-- Entries supplied --
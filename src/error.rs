//! Error types for classroom-sync
//!
//! This module defines the error hierarchy for the whole crate.
//! All public APIs return `Result<T, Error>` where Error is defined here.

use thiserror::Error;

/// The main error type for classroom-sync
#[derive(Error, Debug)]
pub enum Error {
    // ============================================================================
    // Configuration Errors
    // ============================================================================
    #[error("Configuration error: {message}")]
    Config { message: String },

    #[error("Missing required config field: {field}")]
    MissingConfigField { field: String },

    #[error("Invalid config value for '{field}': {message}")]
    InvalidConfigValue { field: String, message: String },

    #[error("Failed to parse YAML: {0}")]
    YamlParse(#[from] serde_yaml::Error),

    #[error("Failed to parse JSON: {0}")]
    JsonParse(#[from] serde_json::Error),

    // ============================================================================
    // Authentication Errors
    // ============================================================================
    #[error("Authentication failed: {message}")]
    Auth { message: String },

    #[error("Token refresh failed: {message}")]
    TokenRefresh { message: String },

    #[error("JWT generation failed: {message}")]
    JwtGeneration { message: String },

    // ============================================================================
    // HTTP Errors
    // ============================================================================
    #[error("HTTP request failed: {0}")]
    Http(#[from] reqwest::Error),

    #[error("HTTP {status}: {body}")]
    HttpStatus { status: u16, body: String },

    #[error("Request timeout after {timeout_ms}ms")]
    Timeout { timeout_ms: u64 },

    #[error("Batch submission failed after {attempts} attempts: {message}")]
    RetriesExhausted { attempts: u32, message: String },

    // ============================================================================
    // Batch Protocol Errors
    // ============================================================================
    #[error("Malformed request id '{id}': {message}")]
    RequestId { id: String, message: String },

    #[error("Malformed response for {entity}: {message}")]
    MalformedResponse { entity: String, message: String },

    // ============================================================================
    // Normalization Errors
    // ============================================================================
    #[error("Normalization failed for {entity}: {message}")]
    Normalize { entity: String, message: String },

    #[error("Cannot coerce '{value}' in column '{column}' to a timestamp")]
    DateCoercion { column: String, value: String },

    // ============================================================================
    // Warehouse Errors
    // ============================================================================
    #[error("Warehouse error: {0}")]
    DuckDb(#[from] duckdb::Error),

    #[error("Warehouse error on table '{table}': {message}")]
    Sink { table: String, message: String },

    // ============================================================================
    // Sync Errors
    // ============================================================================
    #[error("Sync input error: {0}")]
    Csv(#[from] csv::Error),

    #[error("Sync failed for {entity}: {message}")]
    Sync { entity: String, message: String },

    // ============================================================================
    // Arrow/Parquet Errors
    // ============================================================================
    #[error("Arrow error: {0}")]
    Arrow(#[from] arrow::error::ArrowError),

    #[error("Parquet error: {0}")]
    Parquet(#[from] parquet::errors::ParquetError),

    #[error("Output error: {message}")]
    Output { message: String },

    // ============================================================================
    // I/O Errors
    // ============================================================================
    #[error("IO error: {0}")]
    Io(#[from] std::io::Error),

    #[error("File not found: {path}")]
    FileNotFound { path: String },

    // ============================================================================
    // Generic Errors
    // ============================================================================
    #[error("{0}")]
    Other(String),
}

impl Error {
    /// Create a config error
    pub fn config(message: impl Into<String>) -> Self {
        Self::Config {
            message: message.into(),
        }
    }

    /// Create a missing field error
    pub fn missing_field(field: impl Into<String>) -> Self {
        Self::MissingConfigField {
            field: field.into(),
        }
    }

    /// Create an invalid config value error
    pub fn invalid_value(field: impl Into<String>, message: impl Into<String>) -> Self {
        Self::InvalidConfigValue {
            field: field.into(),
            message: message.into(),
        }
    }

    /// Create an auth error
    pub fn auth(message: impl Into<String>) -> Self {
        Self::Auth {
            message: message.into(),
        }
    }

    /// Create an HTTP status error
    pub fn http_status(status: u16, body: impl Into<String>) -> Self {
        Self::HttpStatus {
            status,
            body: body.into(),
        }
    }

    /// Create a request id decode error
    pub fn request_id(id: impl Into<String>, message: impl Into<String>) -> Self {
        Self::RequestId {
            id: id.into(),
            message: message.into(),
        }
    }

    /// Create a malformed response error
    pub fn malformed(entity: impl Into<String>, message: impl Into<String>) -> Self {
        Self::MalformedResponse {
            entity: entity.into(),
            message: message.into(),
        }
    }

    /// Create a normalization error
    pub fn normalize(entity: impl Into<String>, message: impl Into<String>) -> Self {
        Self::Normalize {
            entity: entity.into(),
            message: message.into(),
        }
    }

    /// Create a date coercion error
    pub fn date_coercion(column: impl Into<String>, value: impl Into<String>) -> Self {
        Self::DateCoercion {
            column: column.into(),
            value: value.into(),
        }
    }

    /// Create a warehouse error scoped to a table
    pub fn sink(table: impl Into<String>, message: impl Into<String>) -> Self {
        Self::Sink {
            table: table.into(),
            message: message.into(),
        }
    }

    /// Create a sync error
    pub fn sync(entity: impl Into<String>, message: impl Into<String>) -> Self {
        Self::Sync {
            entity: entity.into(),
            message: message.into(),
        }
    }

    /// Create an output error
    pub fn output(message: impl Into<String>) -> Self {
        Self::Output {
            message: message.into(),
        }
    }

    /// Check if this error is retryable at the batch level
    pub fn is_retryable(&self) -> bool {
        match self {
            Error::Http(e) => e.is_timeout() || e.is_connect() || e.is_request(),
            Error::Timeout { .. } => true,
            Error::HttpStatus { status, .. } => is_retryable_status(*status),
            _ => false,
        }
    }
}

/// Check if an HTTP status code is retryable
fn is_retryable_status(status: u16) -> bool {
    matches!(status, 429 | 500 | 502 | 503 | 504)
}

/// Result type alias for classroom-sync
pub type Result<T> = std::result::Result<T, Error>;

/// Extension trait for adding context to errors
pub trait ResultExt<T> {
    /// Add context to an error
    fn context(self, message: impl Into<String>) -> Result<T>;

    /// Add context with a closure (lazy evaluation)
    fn with_context<F: FnOnce() -> String>(self, f: F) -> Result<T>;
}

impl<T, E: Into<Error>> ResultExt<T> for std::result::Result<T, E> {
    fn context(self, message: impl Into<String>) -> Result<T> {
        self.map_err(|e| {
            let inner = e.into();
            Error::Other(format!("{}: {}", message.into(), inner))
        })
    }

    fn with_context<F: FnOnce() -> String>(self, f: F) -> Result<T> {
        self.map_err(|e| {
            let inner = e.into();
            Error::Other(format!("{}: {}", f(), inner))
        })
    }
}
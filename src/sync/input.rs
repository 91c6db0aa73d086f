//! Desired-state CSV input

use crate::error::{Error, Result};
use crate::frame::{Cell, Frame};
use std::fs::File;
use std::io::Read;
use std::path::Path;

/// Read a CSV file with a header row. Every value is text; empty fields
/// are null.
pub fn read_csv(path: &Path) -> Result<Frame> {
    let file = File::open(path).map_err(|e| match e.kind() {
        std::io::ErrorKind::NotFound => Error::FileNotFound {
            path: path.display().to_string(),
        },
        _ => Error::Io(e),
    })?;
    parse_csv(file)
}

/// Parse CSV text from any reader
pub fn parse_csv<R: Read>(reader: R) -> Result<Frame> {
    let mut rdr = csv::ReaderBuilder::new()
        .has_headers(true)
        .trim(csv::Trim::All)
        .from_reader(reader);

    let headers: Vec<String> = rdr.headers()?.iter().map(String::from).collect();
    let mut frame = Frame::new(headers);

    for record in rdr.records() {
        let record = record?;
        let row = record
            .iter()
            .map(|field| {
                if field.is_empty() {
                    Cell::Null
                } else {
                    Cell::text(field)
                }
            })
            .collect();
        frame.push_row(row)?;
    }

    Ok(frame)
}
//! Authentication module
//!
//! Supports: Bearer token, OAuth2 refresh token, service account JWT
//!
//! The `Authenticator` applies credentials to outgoing requests and caches
//! access tokens for the auth types that require refresh.

mod authenticator;
mod types;

pub use authenticator::Authenticator;
pub use types::{AuthConfig, CachedToken, ServiceAccountKey, DEFAULT_SCOPES, GOOGLE_TOKEN_URL};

-- What to do --
Number of lines containing "Authentication" in the data: state it and nothing more.

-- Exercise response --
3